Directions: Among these records, which lines include "last"? Copy them out.

Information shown:
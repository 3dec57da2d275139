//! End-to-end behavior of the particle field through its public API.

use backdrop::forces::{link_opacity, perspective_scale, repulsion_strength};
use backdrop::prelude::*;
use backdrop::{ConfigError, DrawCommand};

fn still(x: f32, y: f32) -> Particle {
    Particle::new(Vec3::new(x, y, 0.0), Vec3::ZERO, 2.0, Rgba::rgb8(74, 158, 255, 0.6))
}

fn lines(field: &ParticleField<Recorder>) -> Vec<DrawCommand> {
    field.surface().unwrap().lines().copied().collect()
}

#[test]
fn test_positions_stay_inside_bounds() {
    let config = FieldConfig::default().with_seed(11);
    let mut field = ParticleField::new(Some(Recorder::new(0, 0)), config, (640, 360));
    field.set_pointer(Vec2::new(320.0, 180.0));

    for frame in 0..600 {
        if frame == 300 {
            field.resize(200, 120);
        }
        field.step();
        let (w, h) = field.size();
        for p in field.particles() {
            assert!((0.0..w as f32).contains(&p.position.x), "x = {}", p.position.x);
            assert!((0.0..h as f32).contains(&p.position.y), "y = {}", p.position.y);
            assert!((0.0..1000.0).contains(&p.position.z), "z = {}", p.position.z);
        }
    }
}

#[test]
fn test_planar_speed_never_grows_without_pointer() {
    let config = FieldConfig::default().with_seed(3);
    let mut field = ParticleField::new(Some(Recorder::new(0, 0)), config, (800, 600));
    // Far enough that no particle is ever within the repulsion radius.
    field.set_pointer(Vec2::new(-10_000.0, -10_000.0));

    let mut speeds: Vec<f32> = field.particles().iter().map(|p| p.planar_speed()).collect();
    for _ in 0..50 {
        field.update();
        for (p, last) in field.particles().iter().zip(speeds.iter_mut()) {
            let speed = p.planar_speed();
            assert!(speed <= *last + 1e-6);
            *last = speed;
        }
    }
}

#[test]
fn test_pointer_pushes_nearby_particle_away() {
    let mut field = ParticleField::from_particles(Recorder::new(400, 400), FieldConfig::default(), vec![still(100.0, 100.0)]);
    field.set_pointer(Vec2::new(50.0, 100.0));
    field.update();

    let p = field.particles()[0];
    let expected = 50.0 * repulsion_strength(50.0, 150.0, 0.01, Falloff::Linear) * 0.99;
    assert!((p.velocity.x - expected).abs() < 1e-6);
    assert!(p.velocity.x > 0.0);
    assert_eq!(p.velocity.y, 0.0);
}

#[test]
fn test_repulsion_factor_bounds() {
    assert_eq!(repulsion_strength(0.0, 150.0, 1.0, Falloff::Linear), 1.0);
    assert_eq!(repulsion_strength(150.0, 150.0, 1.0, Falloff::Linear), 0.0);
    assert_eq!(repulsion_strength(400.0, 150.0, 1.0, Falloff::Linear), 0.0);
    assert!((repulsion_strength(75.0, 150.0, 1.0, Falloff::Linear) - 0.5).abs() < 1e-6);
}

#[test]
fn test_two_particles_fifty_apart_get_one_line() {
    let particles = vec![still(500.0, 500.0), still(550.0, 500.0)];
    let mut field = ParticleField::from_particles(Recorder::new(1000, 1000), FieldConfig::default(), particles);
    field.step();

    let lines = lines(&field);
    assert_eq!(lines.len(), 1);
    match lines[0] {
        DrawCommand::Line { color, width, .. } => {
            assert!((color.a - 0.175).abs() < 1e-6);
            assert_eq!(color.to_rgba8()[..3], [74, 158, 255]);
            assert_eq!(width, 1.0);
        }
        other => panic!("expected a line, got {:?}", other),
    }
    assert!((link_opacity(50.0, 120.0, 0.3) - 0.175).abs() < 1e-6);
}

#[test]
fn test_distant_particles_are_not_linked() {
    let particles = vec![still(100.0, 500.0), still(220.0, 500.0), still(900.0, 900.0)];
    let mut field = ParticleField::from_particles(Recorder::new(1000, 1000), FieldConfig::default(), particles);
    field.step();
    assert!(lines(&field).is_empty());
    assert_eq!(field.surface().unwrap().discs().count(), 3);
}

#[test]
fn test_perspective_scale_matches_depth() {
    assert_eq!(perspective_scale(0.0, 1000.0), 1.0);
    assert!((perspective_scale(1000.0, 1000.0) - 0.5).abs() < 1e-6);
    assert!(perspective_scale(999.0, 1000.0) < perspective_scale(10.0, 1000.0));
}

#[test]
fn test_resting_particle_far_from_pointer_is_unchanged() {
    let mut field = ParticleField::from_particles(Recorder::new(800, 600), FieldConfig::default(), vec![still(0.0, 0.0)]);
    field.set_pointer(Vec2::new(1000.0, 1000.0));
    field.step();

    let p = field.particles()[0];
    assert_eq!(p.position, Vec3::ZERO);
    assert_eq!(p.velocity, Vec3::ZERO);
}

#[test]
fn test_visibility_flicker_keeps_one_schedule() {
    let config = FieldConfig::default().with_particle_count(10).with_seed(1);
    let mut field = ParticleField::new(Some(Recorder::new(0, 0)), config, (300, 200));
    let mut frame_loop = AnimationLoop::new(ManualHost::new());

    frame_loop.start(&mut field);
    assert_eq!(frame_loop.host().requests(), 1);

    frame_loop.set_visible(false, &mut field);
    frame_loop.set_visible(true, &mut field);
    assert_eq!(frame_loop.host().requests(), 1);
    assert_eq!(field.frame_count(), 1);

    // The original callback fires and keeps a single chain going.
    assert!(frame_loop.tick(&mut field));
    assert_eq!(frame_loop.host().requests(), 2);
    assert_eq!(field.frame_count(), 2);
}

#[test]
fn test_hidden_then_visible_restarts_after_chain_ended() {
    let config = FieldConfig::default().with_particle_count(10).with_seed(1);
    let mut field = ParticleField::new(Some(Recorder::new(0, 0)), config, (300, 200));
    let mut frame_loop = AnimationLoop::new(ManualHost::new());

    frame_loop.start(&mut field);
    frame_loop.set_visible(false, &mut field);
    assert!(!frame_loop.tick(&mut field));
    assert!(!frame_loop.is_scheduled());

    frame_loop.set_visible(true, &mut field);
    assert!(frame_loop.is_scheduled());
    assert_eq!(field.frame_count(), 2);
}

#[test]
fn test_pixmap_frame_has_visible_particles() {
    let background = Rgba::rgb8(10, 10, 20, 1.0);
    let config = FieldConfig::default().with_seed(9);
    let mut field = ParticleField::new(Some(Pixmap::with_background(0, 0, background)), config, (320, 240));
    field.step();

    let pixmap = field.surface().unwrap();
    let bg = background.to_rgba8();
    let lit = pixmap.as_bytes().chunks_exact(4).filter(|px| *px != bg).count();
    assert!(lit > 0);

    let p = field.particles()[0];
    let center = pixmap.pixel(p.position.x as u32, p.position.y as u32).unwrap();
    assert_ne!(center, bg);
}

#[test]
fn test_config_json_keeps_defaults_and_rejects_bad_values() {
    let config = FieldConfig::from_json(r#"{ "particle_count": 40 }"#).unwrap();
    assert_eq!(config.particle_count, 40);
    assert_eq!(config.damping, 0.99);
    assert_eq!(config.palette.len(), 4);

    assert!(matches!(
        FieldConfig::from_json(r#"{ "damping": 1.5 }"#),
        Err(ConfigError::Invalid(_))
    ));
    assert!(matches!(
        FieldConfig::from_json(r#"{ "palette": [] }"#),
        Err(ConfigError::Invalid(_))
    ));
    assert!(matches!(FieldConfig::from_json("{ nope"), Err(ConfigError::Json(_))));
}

Exercise output:
        for (p, last) in field.particles().iter().zip(speeds.iter_mut()) {
            assert!(speed <= *last + 1e-6);
            *last = speed;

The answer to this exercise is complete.